For the last prerequisite, you have two options to prepare your model input. You can either register your model with SageMaker Model Registry, which you can use to catalog models for production, or you can create a SageMaker model and specify it in the ContainerConfig field when creating a recommendations job. The first option is best if you want to take advantage of the features that Model Registry provides, such as managing model versions and automating model deployment. The second option is ideal if you want to get started quickly. For the first option, go to step 7. For the second option, skip step 7 and go to step 8.
Option 1: Register your model in the model registry

With SageMaker Model Registry, you can catalog models for production, manage model versions, associate metadata (such as training metrics) with a model, manage the approval status of a model, deploy models to production, and automate model deployment with CI/CD.

When you use SageMaker Model Registry to track and manage your models, they are represented as a versioned model package within model package groups. Unversioned model packages are not part of a model group. Model package groups hold multiple versions or iterations of a model. Though it is not required to create them for every model in the registry, they help organize various models that all have the same purpose and provide automatic versioning.

To use Amazon SageMaker Inference Recommender, you must have a versioned model package. You can create a versioned model package programmatically with the AWS SDK for Python (Boto3) or with Amazon SageMaker Studio Classic. To create a versioned model package programmatically, first create a model package group with the CreateModelPackageGroup API. Next, create a model package using the CreateModelPackage API. Calling this method makes a versioned model package.

See Create a Model Group and Register a Model Version for detailed instructions about how to programmatically and interactively create a model package group and how to create a versioned model package, respectively, with the AWS SDK for Python (Boto3) and Amazon SageMaker Studio Classic.

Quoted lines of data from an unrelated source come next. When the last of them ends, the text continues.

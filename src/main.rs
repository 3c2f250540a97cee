use axum::http::{header, Method};
use axum::routing::{get, post};
use axum::Router;
use tower_http::cors::{Any, CorsLayer};
use tower_http::trace::TraceLayer;

mod config;
mod game;
mod http;
mod proto;
mod queue;
mod room;
mod telemetry;
mod util;
mod ws;

use crate::http::routes::{self, AppState};

#[tokio::main]
async fn main() -> anyhow::Result<()> {
    telemetry::init();

    let state = AppState::start();

    let app = Router::new()
        .route("/healthz", get(routes::healthz))
        .route("/create-room", post(routes::create_room))
        .route("/ws", get(ws::connection::ws_handler))
        .layer(
            CorsLayer::new()
                .allow_methods([Method::GET, Method::POST])
                .allow_headers([header::CONTENT_TYPE])
                .allow_origin(Any),
        )
        .layer(TraceLayer::new_for_http())
        .with_state(state.clone());

    let shutdown_state = state.clone();
    tokio::spawn(async move {
        if tokio::signal::ctrl_c().await.is_ok() {
            tracing::info!("shutdown signal received");
            shutdown_state.shutdown();
        }
    });

    let addr = config::server_addr();
    tracing::info!(%addr, "listening");
    let listener = tokio::net::TcpListener::bind(addr).await?;
    axum::serve(listener, app)
        .with_graceful_shutdown(state.shutdown_token().cancelled_owned())
        .await?;
    Ok(())
}
//! ID utilities (room codes, session codes).

use rand::Rng;

const ROOM_CODE_LEN: usize = 6;
const ROOM_CODE_CHARSET: &[u8] = b"ABCDEFGHIJKLMNOPQRSTUVWXYZ0123456789";

const SESSION_CODE_LEN: usize = 13;
const SESSION_CODE_CHARSET: &[u8] = b"abcdefghijklmnopqrstuvwxyz0123456789";

/// Generate a short human-shareable room code (6 uppercase alphanumerics).
///
/// Uniqueness is the registry's job; callers retry on collision.
pub fn new_room_code() -> String {
    let mut rng = rand::thread_rng();
    (0..ROOM_CODE_LEN)
        .map(|_| ROOM_CODE_CHARSET[rng.gen_range(0..ROOM_CODE_CHARSET.len())] as char)
        .collect()
}

/// Generate an opaque per-seat session code. Clients persist it and present
/// it on reconnect, so it acts as a bearer capability scoped to one room.
pub fn new_session_code() -> String {
    let mut rng = rand::thread_rng();
    (0..SESSION_CODE_LEN)
        .map(|_| SESSION_CODE_CHARSET[rng.gen_range(0..SESSION_CODE_CHARSET.len())] as char)
        .collect()
}

#[cfg(test)]
mod tests {
    use super::*;

    #[test]
    fn room_code_format() {
        for _ in 0..100 {
            let code = new_room_code();
            assert_eq!(code.len(), 6);
            assert!(code
                .chars()
                .all(|c| c.is_ascii_uppercase() || c.is_ascii_digit()));
        }
    }

    #[test]
    fn session_code_format() {
        for _ in 0..100 {
            let code = new_session_code();
            assert_eq!(code.len(), 13);
            assert!(code
                .chars()
                .all(|c| c.is_ascii_lowercase() || c.is_ascii_digit()));
        }
    }

    #[test]
    fn codes_are_not_trivially_repeating() {
        let a = new_session_code();
        let b = new_session_code();
        assert_ne!(a, b);
    }
}
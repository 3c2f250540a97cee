//! Connection gateway: WebSocket lifecycle, session mapping, and command
//! dispatch.
//!
//! Each socket gets a connection id, an outbound channel drained by a
//! writer task, and an entry in the connection table recording which queue
//! slot or room seat it currently holds. Inbound frames are closed-enum
//! commands routed to the queue or a room; rejections go back on the
//! sender's channel only.

use axum::extract::ws::{Message, WebSocket, WebSocketUpgrade};
use axum::extract::State;
use axum::response::IntoResponse;
use futures::{SinkExt, StreamExt};
use parking_lot::Mutex;
use tokio::sync::mpsc::{self, UnboundedSender};
use tracing::{debug, error, info};
use uuid::Uuid;

use crate::http::routes::AppState;
use crate::proto::{ClientMessage, ServerMessage};
use crate::queue::{EnqueueOutcome, QueueEntry, QueueError};
use crate::room::registry::RoomRegistry;
use crate::room::state::{ClosedRole, JoinedAs, MoveError};
use crate::util::id::new_session_code;

/// The room seat or spectator slot a connection currently occupies.
#[derive(Debug, Clone)]
pub struct Seat {
    pub room_code: String,
    pub session_code: String,
}

#[derive(Debug, Default)]
pub struct ConnSession {
    pub in_queue: bool,
    pub seat: Option<Seat>,
}

pub struct ConnHandle {
    pub tx: UnboundedSender<ServerMessage>,
    pub session: Mutex<ConnSession>,
}

pub async fn ws_handler(State(state): State<AppState>, ws: WebSocketUpgrade) -> impl IntoResponse {
    ws.on_upgrade(move |socket| handle_socket(state, socket))
}

async fn handle_socket(state: AppState, socket: WebSocket) {
    let conn_id = Uuid::new_v4();
    let (mut ws_tx, mut ws_rx) = socket.split();
    let (tx, mut rx) = mpsc::unbounded_channel::<ServerMessage>();
    state.conns.insert(
        conn_id,
        ConnHandle {
            tx: tx.clone(),
            session: Mutex::new(ConnSession::default()),
        },
    );
    debug!(%conn_id, "socket connected");

    // Forward queued server events to the wire.
    let writer = tokio::spawn(async move {
        while let Some(msg) = rx.recv().await {
            let text = match serde_json::to_string(&msg) {
                Ok(text) => text,
                Err(err) => {
                    error!(%err, "failed to encode server message");
                    continue;
                }
            };
            if ws_tx.send(Message::Text(text)).await.is_err() {
                break;
            }
        }
    });

    while let Some(Ok(msg)) = ws_rx.next().await {
        match msg {
            Message::Text(text) => match serde_json::from_str::<ClientMessage>(&text) {
                Ok(cmd) => dispatch(&state, conn_id, &tx, cmd),
                Err(err) => {
                    debug!(%conn_id, %err, "rejecting malformed frame");
                    let _ = tx.send(ServerMessage::Error {
                        message: format!("bad message: {err}"),
                    });
                }
            },
            Message::Close(_) => break,
            Message::Binary(_) | Message::Ping(_) | Message::Pong(_) => {}
        }
    }

    on_socket_closed(&state, conn_id);
    state.conns.remove(&conn_id);
    writer.abort();
    debug!(%conn_id, "socket closed");
}

fn dispatch(state: &AppState, conn_id: Uuid, tx: &UnboundedSender<ServerMessage>, msg: ClientMessage) {
    match msg {
        ClientMessage::JoinQueue { player_name } => join_queue(state, conn_id, tx, &player_name),
        ClientMessage::LeaveQueue => leave_queue(state, conn_id, tx),
        ClientMessage::JoinRoom {
            room_code,
            player_name,
            session_code,
            as_spectator,
        } => join_room(
            state,
            conn_id,
            tx,
            &room_code,
            &player_name,
            session_code,
            as_spectator,
        ),
        ClientMessage::MakeMove {
            room_code,
            board_index,
            cell_index,
            session_code,
        } => make_move(state, tx, &room_code, board_index, cell_index, &session_code),
        ClientMessage::RequestGameReset { room_code } => request_reset(state, tx, &room_code),
        ClientMessage::Reconnect {
            room_code,
            session_code,
        } => reconnect(state, conn_id, tx, &room_code, &session_code),
    }
}

fn join_queue(state: &AppState, conn_id: Uuid, tx: &UnboundedSender<ServerMessage>, name: &str) {
    let busy = state
        .conns
        .get(&conn_id)
        .map(|handle| {
            let session = handle.session.lock();
            session.in_queue || session.seat.is_some()
        })
        .unwrap_or(false);
    if busy {
        let _ = tx.send(ServerMessage::AlreadyInQueueOrGame);
        return;
    }

    match state.queue.enqueue(conn_id, name, tx) {
        Ok(EnqueueOutcome::Queued { position }) => {
            set_in_queue(state, conn_id, true);
            debug!(%conn_id, position, "queued for matchmaking");
        }
        Ok(EnqueueOutcome::Paired(first, second)) => create_lobby(state, first, second),
        Err(QueueError::Full) => {
            let _ = tx.send(ServerMessage::QueueFull);
        }
        Err(QueueError::AlreadyQueued) => {
            let _ = tx.send(ServerMessage::AlreadyInQueueOrGame);
        }
    }
}

/// Seat the two oldest queue entries in a fresh room: earlier arrival is
/// player 1 (X) and opens.
fn create_lobby(state: &AppState, first: QueueEntry, second: QueueEntry) {
    let (room_code, room) = state.registry.create_room();
    info!(room = %room_code, "matched two queue entries");

    for entry in [first, second] {
        let session_code = new_session_code();
        room.seat_matched_player(entry.conn, &entry.tx, &entry.name, &session_code);
        if let Some(handle) = state.conns.get(&entry.conn) {
            let mut session = handle.session.lock();
            session.in_queue = false;
            session.seat = Some(Seat {
                room_code: room_code.clone(),
                session_code: session_code.clone(),
            });
            let _ = handle.tx.send(ServerMessage::LobbyCreated {
                room_code: room_code.clone(),
                session_code,
            });
        }
    }
    room.begin_matched_game();
}

fn leave_queue(state: &AppState, conn_id: Uuid, tx: &UnboundedSender<ServerMessage>) {
    if !is_in_queue(state, conn_id) {
        return;
    }
    if state.queue.leave(conn_id) {
        let _ = tx.send(ServerMessage::LeftQueue);
    }
    set_in_queue(state, conn_id, false);
}

fn join_room(
    state: &AppState,
    conn_id: Uuid,
    tx: &UnboundedSender<ServerMessage>,
    room_code: &str,
    player_name: &str,
    session_code: Option<String>,
    as_spectator: bool,
) {
    // Joining a room implicitly abandons the matchmaking queue.
    if is_in_queue(state, conn_id) {
        if state.queue.leave(conn_id) {
            let _ = tx.send(ServerMessage::LeftQueue);
        }
        set_in_queue(state, conn_id, false);
    }

    let Some(room) = state.registry.get(room_code) else {
        let _ = tx.send(ServerMessage::RoomNotFound);
        return;
    };

    detach_previous_seat(state, conn_id, room_code);

    match room.join(conn_id, tx, player_name, session_code, as_spectator) {
        JoinedAs::ReconnectedPlayer { session_code } => {
            state.registry.cancel_disconnect_drop(room_code, &session_code);
            set_seat(state, conn_id, room_code, &session_code);
        }
        JoinedAs::Player { session_code } | JoinedAs::Spectator { session_code } => {
            set_seat(state, conn_id, room_code, &session_code);
        }
    }
}

fn make_move(
    state: &AppState,
    tx: &UnboundedSender<ServerMessage>,
    room_code: &str,
    board_index: usize,
    cell_index: usize,
    session_code: &str,
) {
    let Some(room) = state.registry.get(room_code) else {
        let _ = tx.send(ServerMessage::RoomNotFound);
        return;
    };
    if let Err(err) = room.make_move(session_code, board_index, cell_index) {
        debug!(room = %room_code, %err, "move rejected");
        let _ = tx.send(rejection(err));
    }
}

fn rejection(err: MoveError) -> ServerMessage {
    match err {
        MoveError::RoomNotReady => ServerMessage::GameNotReady,
        MoveError::GameOver => ServerMessage::GameAlreadyOver,
        MoveError::NotYourTurn => ServerMessage::NotYourTurn,
        MoveError::InvalidMove => ServerMessage::InvalidMove,
    }
}

fn request_reset(state: &AppState, tx: &UnboundedSender<ServerMessage>, room_code: &str) {
    let Some(room) = state.registry.get(room_code) else {
        let _ = tx.send(ServerMessage::RoomNotFound);
        return;
    };
    if room.request_reset().is_err() {
        debug!(room = %room_code, "reset ignored, no finished game");
    }
}

fn reconnect(
    state: &AppState,
    conn_id: Uuid,
    tx: &UnboundedSender<ServerMessage>,
    room_code: &str,
    session_code: &str,
) {
    let Some(room) = state.registry.get(room_code) else {
        let _ = tx.send(ServerMessage::RoomNotFound);
        return;
    };
    detach_previous_seat(state, conn_id, room_code);
    if room.reconnect(conn_id, tx, session_code) {
        state.registry.cancel_disconnect_drop(room_code, session_code);
        set_seat(state, conn_id, room_code, session_code);
    } else {
        debug!(room = %room_code, "reconnect for unknown session ignored");
    }
}

fn on_socket_closed(state: &AppState, conn_id: Uuid) {
    let (was_queued, seat) = {
        let Some(handle) = state.conns.get(&conn_id) else {
            return;
        };
        let mut session = handle.session.lock();
        (std::mem::take(&mut session.in_queue), session.seat.take())
    };
    if was_queued {
        state.queue.leave(conn_id);
    }
    if let Some(seat) = seat {
        debug!(%conn_id, room = %seat.room_code, session = %seat.session_code, "detaching closed socket");
        detach_conn_from_room(state, conn_id, &seat.room_code);
    }
}

/// A connection moving to another room is first detached from its old
/// seat through the ordinary disconnect path, keeping both directions of
/// the session mapping consistent.
fn detach_previous_seat(state: &AppState, conn_id: Uuid, joining: &str) {
    let previous = {
        let Some(handle) = state.conns.get(&conn_id) else {
            return;
        };
        let mut session = handle.session.lock();
        match &session.seat {
            Some(seat) if seat.room_code != joining => session.seat.take(),
            _ => None,
        }
    };
    if let Some(seat) = previous {
        detach_conn_from_room(state, conn_id, &seat.room_code);
    }
}

fn detach_conn_from_room(state: &AppState, conn_id: Uuid, room_code: &str) {
    let Some(room) = state.registry.get(room_code) else {
        return;
    };
    match room.handle_socket_closed(conn_id) {
        ClosedRole::Player { session_code } => {
            RoomRegistry::schedule_disconnect_drop(&state.registry, room_code, &session_code);
        }
        ClosedRole::Spectator { room_empty, .. } => {
            if room_empty {
                state.registry.destroy(room_code);
            }
        }
        ClosedRole::Unknown => {}
    }
}

fn is_in_queue(state: &AppState, conn_id: Uuid) -> bool {
    state
        .conns
        .get(&conn_id)
        .map(|handle| handle.session.lock().in_queue)
        .unwrap_or(false)
}

fn set_in_queue(state: &AppState, conn_id: Uuid, in_queue: bool) {
    if let Some(handle) = state.conns.get(&conn_id) {
        handle.session.lock().in_queue = in_queue;
    }
}

fn set_seat(state: &AppState, conn_id: Uuid, room_code: &str, session_code: &str) {
    if let Some(handle) = state.conns.get(&conn_id) {
        handle.session.lock().seat = Some(Seat {
            room_code: room_code.to_string(),
            session_code: session_code.to_string(),
        });
    }
}
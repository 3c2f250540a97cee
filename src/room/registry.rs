//! Process-wide registry of rooms: creation, lookup, and reclamation.
//!
//! The registry also owns the disconnect grace windows. Each is an explicit
//! scheduled task keyed by (room code, session code): a repeat disconnect
//! replaces the pending task, a reconnect cancels it, and a late firing is
//! idempotent.

use std::sync::Arc;
use std::time::Duration;

use dashmap::mapref::entry::Entry;
use dashmap::DashMap;
use tokio::task::JoinHandle;
use tracing::{debug, info};

use crate::room::state::{DropOutcome, Room};
use crate::util::id::new_room_code;

pub struct RoomRegistry {
    rooms: DashMap<String, Arc<Room>>,
    pending_drops: DashMap<(String, String), JoinHandle<()>>,
    grace: Duration,
}

impl RoomRegistry {
    pub fn new(grace: Duration) -> Self {
        Self {
            rooms: DashMap::new(),
            pending_drops: DashMap::new(),
            grace,
        }
    }

    /// Create an empty room under a fresh code, retrying on collision.
    pub fn create_room(&self) -> (String, Arc<Room>) {
        loop {
            let code = new_room_code();
            match self.rooms.entry(code.clone()) {
                Entry::Occupied(_) => {
                    debug!(room = %code, "room code collision, retrying");
                }
                Entry::Vacant(slot) => {
                    let room = Arc::new(Room::new(code.clone()));
                    slot.insert(Arc::clone(&room));
                    info!(room = %code, "room created");
                    return (code, room);
                }
            }
        }
    }

    pub fn get(&self, code: &str) -> Option<Arc<Room>> {
        self.rooms.get(code).map(|room| Arc::clone(&room))
    }

    pub fn destroy(&self, code: &str) {
        if self.rooms.remove(code).is_some() {
            info!(room = %code, "room destroyed");
        }
    }

    pub fn is_empty(&self) -> bool {
        self.rooms.is_empty()
    }

    /// Start the grace window for a disconnected player. Any window already
    /// pending for the same seat is replaced.
    pub fn schedule_disconnect_drop(registry: &Arc<Self>, room_code: &str, session_code: &str) {
        let key = (room_code.to_string(), session_code.to_string());
        let task_registry = Arc::clone(registry);
        let (room, session) = key.clone();
        let handle = tokio::spawn(async move {
            tokio::time::sleep(task_registry.grace).await;
            task_registry.expire_disconnect(&room, &session);
        });
        if let Some(stale) = registry.pending_drops.insert(key, handle) {
            stale.abort();
        }
    }

    /// Cancel a pending drop after a reconnect. A no-op if none is pending.
    pub fn cancel_disconnect_drop(&self, room_code: &str, session_code: &str) {
        let key = (room_code.to_string(), session_code.to_string());
        if let Some((_, handle)) = self.pending_drops.remove(&key) {
            handle.abort();
            debug!(room = room_code, session = session_code, "disconnect drop cancelled");
        }
    }

    /// Expiry half of the grace window. Safe to call at any time: players
    /// who reconnected (or were already removed) are left alone.
    pub fn expire_disconnect(&self, room_code: &str, session_code: &str) {
        self.pending_drops
            .remove(&(room_code.to_string(), session_code.to_string()));
        let Some(room) = self.get(room_code) else {
            return;
        };
        match room.drop_if_still_disconnected(session_code) {
            DropOutcome::Dropped { room_empty } => {
                info!(room = room_code, session = session_code, "disconnected player dropped");
                if room_empty {
                    self.destroy(room_code);
                }
            }
            DropOutcome::Kept => {}
        }
    }

    /// Reclaim rooms that nobody occupies and nobody ever joined.
    pub fn sweep_idle(&self, max_age: Duration) -> usize {
        let before = self.rooms.len();
        self.rooms.retain(|_, room| !room.sweepable(max_age));
        before - self.rooms.len()
    }

    /// Abort all pending grace windows. Part of service stop.
    pub fn shutdown(&self) {
        for entry in self.pending_drops.iter() {
            entry.value().abort();
        }
        self.pending_drops.clear();
    }
}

The following code sample demonstrates how to create a versioned model package using the AWS SDK for Python (Boto3).

Note
You do not need to approve the model package to create an Inference Recommender job.
1. Create a model package group
  
  Create a model package group with the CreateModelPackageGroup API. Provide a name to the model package group for the ModelPackageGroupName and optionally provide a description of the model package in the ModelPackageGroupDescription field.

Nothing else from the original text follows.